In Kombination mit Lino® 3D layout entstehen aussagekräftige 3D-Aufstellpläne, die heute für die Projektierung und den Vertrieb von Industrieanlagen benötigt werden. Mit diesen Daten ist es nur noch ein kurzer Weg zur virtuellen Inbetriebnahme von Maschinenanlagen und dem Eintauchen in die virtuelle Realität mit eigenen Händen. Keine andere Konfigurationslösung ermöglicht die nahtlose 3D-CAD-Daten-Nutzung von Konzeption über Engineering und 3D-Simulation bzw. Immersive Virtual Reality bis hin zum Vertriebsmitarbeiter oder Shop-System.

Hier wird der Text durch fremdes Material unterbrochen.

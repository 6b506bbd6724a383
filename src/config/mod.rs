#[cfg(feature = "cli")]
pub mod cli;

use crate::domain::ports::ConfigProvider;
use crate::utils::error::{BackfillError, Result};
use crate::utils::validation::validate_required_input;
use std::collections::HashMap;
use std::fmt;

pub const INPUT_ORG: &str = "ORG";
pub const INPUT_TEAMS: &str = "TEAMS";
pub const INPUT_TOKEN: &str = "TOKEN";

/// Run configuration. Immutable once loaded.
#[derive(Clone, PartialEq, Eq)]
pub struct Configuration {
    pub organization: String,
    pub teams: Vec<String>,
    pub credential: String,
}

impl Configuration {
    pub fn load<C: ConfigProvider + ?Sized>(provider: &C) -> Result<Self> {
        tracing::info!("Parsing inputs");

        let organization = validate_required_input(INPUT_ORG, provider.input(INPUT_ORG))?;
        let teams = validate_required_input(INPUT_TEAMS, provider.input(INPUT_TEAMS))?;
        let credential = validate_required_input(INPUT_TOKEN, provider.input(INPUT_TOKEN))?;

        // 逗號分隔，不去重也不驗證 slug 格式
        let teams: Vec<String> = teams
            .split(',')
            .map(str::trim)
            .filter(|slug| !slug.is_empty())
            .map(str::to_string)
            .collect();
        if teams.is_empty() {
            return Err(BackfillError::config(format!(
                "Input {} must name at least one team",
                INPUT_TEAMS
            )));
        }

        tracing::debug!(org = %organization, teams = ?teams, "Inputs parsed");

        Ok(Self {
            organization: organization.to_string(),
            teams,
            credential: credential.to_string(),
        })
    }
}

impl fmt::Debug for Configuration {
    fn fmt(&self, f: &mut fmt::Formatter<'_>) -> fmt::Result {
        f.debug_struct("Configuration")
            .field("organization", &self.organization)
            .field("teams", &self.teams)
            .field("credential", &"***")
            .finish()
    }
}

impl ConfigProvider for HashMap<String, String> {
    fn input(&self, name: &str) -> Option<&str> {
        self.get(name).map(String::as_str)
    }
}
//! 引擎运行配置加载。
//!
//! - 连接、采集与从站参数来自 `HMI_*` 环境变量（二进制启动时先加载 `.env`）。
//! - 点表（采集分组列表）是一份 JSON 文档，启动时加载一次。

use domain::{GroupDescriptor, Parity, SerialDescriptor, ServerDescriptor, TransportKind};
use serde::Deserialize;
use std::env;
use std::net::IpAddr;
use std::path::{Path, PathBuf};
use std::str::FromStr;
use std::time::Duration;

/// 配置加载错误。
#[derive(Debug, thiserror::Error)]
pub enum ConfigError {
    #[error("missing required env: {0}")]
    Missing(String),
    #[error("invalid value for {0}: {1}")]
    Invalid(String, String),
    #[error("failed to read {path}: {source}")]
    Io {
        path: PathBuf,
        #[source]
        source: std::io::Error,
    },
    #[error("failed to parse point table {path}: {message}")]
    Parse { path: PathBuf, message: String },
}

/// 从站服务器监听参数（仅在配置了监听地址时启用）。
#[derive(Debug, Clone, PartialEq, Eq)]
pub struct SlaveListenConfig {
    pub listen_addr: String,
    pub allow: Vec<IpAddr>,
    pub max_connections: usize,
}

/// 引擎运行配置。
#[derive(Debug, Clone)]
pub struct EngineConfig {
    pub server: ServerDescriptor,
    /// 首次采集前的延迟
    pub poll_delay: Duration,
    pub response_timeout: Duration,
    pub connect_timeout: Duration,
    /// 采集失败后是否继续调度
    pub restart_on_failure: bool,
    pub point_table: PathBuf,
    pub slave: Option<SlaveListenConfig>,
}

impl EngineConfig {
    /// 从环境变量读取配置。
    pub fn from_env() -> Result<Self, ConfigError> {
        let transport = match read_optional("HMI_TRANSPORT") {
            Some(value) => TransportKind::parse(&value)
                .ok_or_else(|| ConfigError::Invalid("HMI_TRANSPORT".to_string(), value))?,
            None => TransportKind::Tcp,
        };
        let host = env::var("HMI_HOST").unwrap_or_else(|_| "127.0.0.1".to_string());
        let port = read_with_default("HMI_PORT", 502u16)?;
        let serial = match transport {
            TransportKind::Rtu => Some(read_serial()?),
            TransportKind::Tcp => None,
        };
        let slave_id = read_with_default("HMI_SLAVE_ID", 1u8)?;
        let cycle_seconds = read_with_default("HMI_POLL_CYCLE_SECONDS", 1u64)?;
        let poll_delay = Duration::from_millis(read_with_default("HMI_POLL_DELAY_MS", 500u64)?);
        let response_timeout =
            Duration::from_millis(read_with_default("HMI_RESPONSE_TIMEOUT_MS", 5000u64)?);
        let connect_timeout =
            Duration::from_millis(read_with_default("HMI_CONNECT_TIMEOUT_MS", 5000u64)?);
        let restart_on_failure = read_bool_with_default("HMI_RESTART_ON_FAILURE", false);
        let point_table = read_optional("HMI_POINT_TABLE")
            .map(PathBuf::from)
            .ok_or_else(|| ConfigError::Missing("HMI_POINT_TABLE".to_string()))?;
        let slave = match read_optional("HMI_SLAVE_LISTEN_ADDR") {
            Some(listen_addr) => Some(SlaveListenConfig {
                listen_addr,
                allow: read_ip_list("HMI_SLAVE_ALLOW")?,
                max_connections: read_with_default("HMI_SLAVE_MAX_CONNECTIONS", 8usize)?,
            }),
            None => None,
        };

        Ok(Self {
            server: ServerDescriptor {
                transport,
                host,
                port,
                serial,
                slave_id,
                cycle_seconds,
            },
            poll_delay,
            response_timeout,
            connect_timeout,
            restart_on_failure,
            point_table,
            slave,
        })
    }
}

fn read_serial() -> Result<SerialDescriptor, ConfigError> {
    let port = read_optional("HMI_SERIAL_PORT")
        .ok_or_else(|| ConfigError::Missing("HMI_SERIAL_PORT".to_string()))?;
    let parity = match read_optional("HMI_PARITY") {
        Some(value) => Parity::parse(&value)
            .ok_or_else(|| ConfigError::Invalid("HMI_PARITY".to_string(), value))?,
        None => Parity::None,
    };
    Ok(SerialDescriptor {
        port,
        baud_rate: read_with_default("HMI_BAUD_RATE", 9600u32)?,
        data_bits: read_with_default("HMI_DATA_BITS", 8u8)?,
        stop_bits: read_with_default("HMI_STOP_BITS", 1u8)?,
        parity,
    })
}

fn read_with_default<T: FromStr>(key: &str, default: T) -> Result<T, ConfigError> {
    let value = match env::var(key) {
        Ok(value) if !value.trim().is_empty() => value,
        _ => return Ok(default),
    };
    value
        .trim()
        .parse::<T>()
        .map_err(|_| ConfigError::Invalid(key.to_string(), value))
}

fn read_optional(key: &str) -> Option<String> {
    match env::var(key) {
        Ok(value) if !value.is_empty() => Some(value),
        _ => None,
    }
}

fn read_bool_with_default(key: &str, default: bool) -> bool {
    match env::var(key) {
        Ok(value) => matches!(value.to_ascii_lowercase().as_str(), "1" | "true" | "on"),
        Err(_) => default,
    }
}

/// 逗号分隔的 IP 列表。
fn read_ip_list(key: &str) -> Result<Vec<IpAddr>, ConfigError> {
    let Some(value) = read_optional(key) else {
        return Ok(Vec::new());
    };
    value
        .split(',')
        .map(str::trim)
        .filter(|item| !item.is_empty())
        .map(|item| {
            item.parse::<IpAddr>()
                .map_err(|_| ConfigError::Invalid(key.to_string(), item.to_string()))
        })
        .collect()
}

/// 点表文档：分组数组，或 `{"groups": [...]}`。
#[derive(Deserialize)]
#[serde(untagged)]
enum PointTableDocument {
    Groups(Vec<GroupDescriptor>),
    Wrapped { groups: Vec<GroupDescriptor> },
}

/// 解析点表 JSON，分组按 index 排序。
pub fn parse_point_table(json: &str) -> Result<Vec<GroupDescriptor>, serde_json::Error> {
    let document: PointTableDocument = serde_json::from_str(json)?;
    let mut groups = match document {
        PointTableDocument::Groups(groups) => groups,
        PointTableDocument::Wrapped { groups } => groups,
    };
    groups.sort_by_key(|group| group.index);
    Ok(groups)
}

/// 从文件加载点表。
pub fn load_point_table(path: impl AsRef<Path>) -> Result<Vec<GroupDescriptor>, ConfigError> {
    let path = path.as_ref();
    let json = std::fs::read_to_string(path).map_err(|source| ConfigError::Io {
        path: path.to_path_buf(),
        source,
    })?;
    parse_point_table(&json).map_err(|e| ConfigError::Parse {
        path: path.to_path_buf(),
        message: e.to_string(),
    })
}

Erleben Sie Lino® 3D layout, TactonWorks sowie 3D Simulation und Immersive Virtual Reality mit der Oculus Rift-Brille auf dem Lino Stand 913 in Halle C im Rahmen der Live-Vorführungen:

Sonntag, 31. Januar18:00 Uhr
Montag, 1. Februar 12:15 Uhr | 13:00 Uhr | 16:00 Uhr | 18:30 Uhr
Dienstag, 2. Februar 12:15 Uhr | 13:00 Uhr | 16:00 Uhr
Mittwoch, 3. Februar 12:30 Uhr

SOLIDWORKS World 2016
Partner Pavilion, Stand #913, #911
Kay Bailey Hutchison Convention Center
Dallas, Texas, USA

Wir freuen uns auf Ihren Besuch!

Über Lino GmbH
Mit Software-Lösungen und Beratungsleistungen von Lino GmbH realisieren Unternehmen in den Branchen Maschinenbau und Anlagenbau durchgängige Vertriebs-, Projektierungs- und Produktentstehungsprozesse für komplexe Anforderungen mit bislang unvorstellbar großem Zeitvorteil und Einsparpotenzial. Der Schwerpunkt liegt auf Technologie-Beratung, Produkt- und Vertriebskonfiguration, Design Automation, Prozessautomation, 3D-CAD, 3D-Rendering und Daten-Klassifikation sowie „Software Made by Lino“ zur Integration mit Applikationen aus den Bereichen CAD, KBE, PDM, CRM, ERP, WEB und mobile Endgeräte. Lino ist autorisierter Tacton Vertriebs- und Service-Partner, Microsoft Silver Application Development Partner und SOLIDWORKS Solution Partner.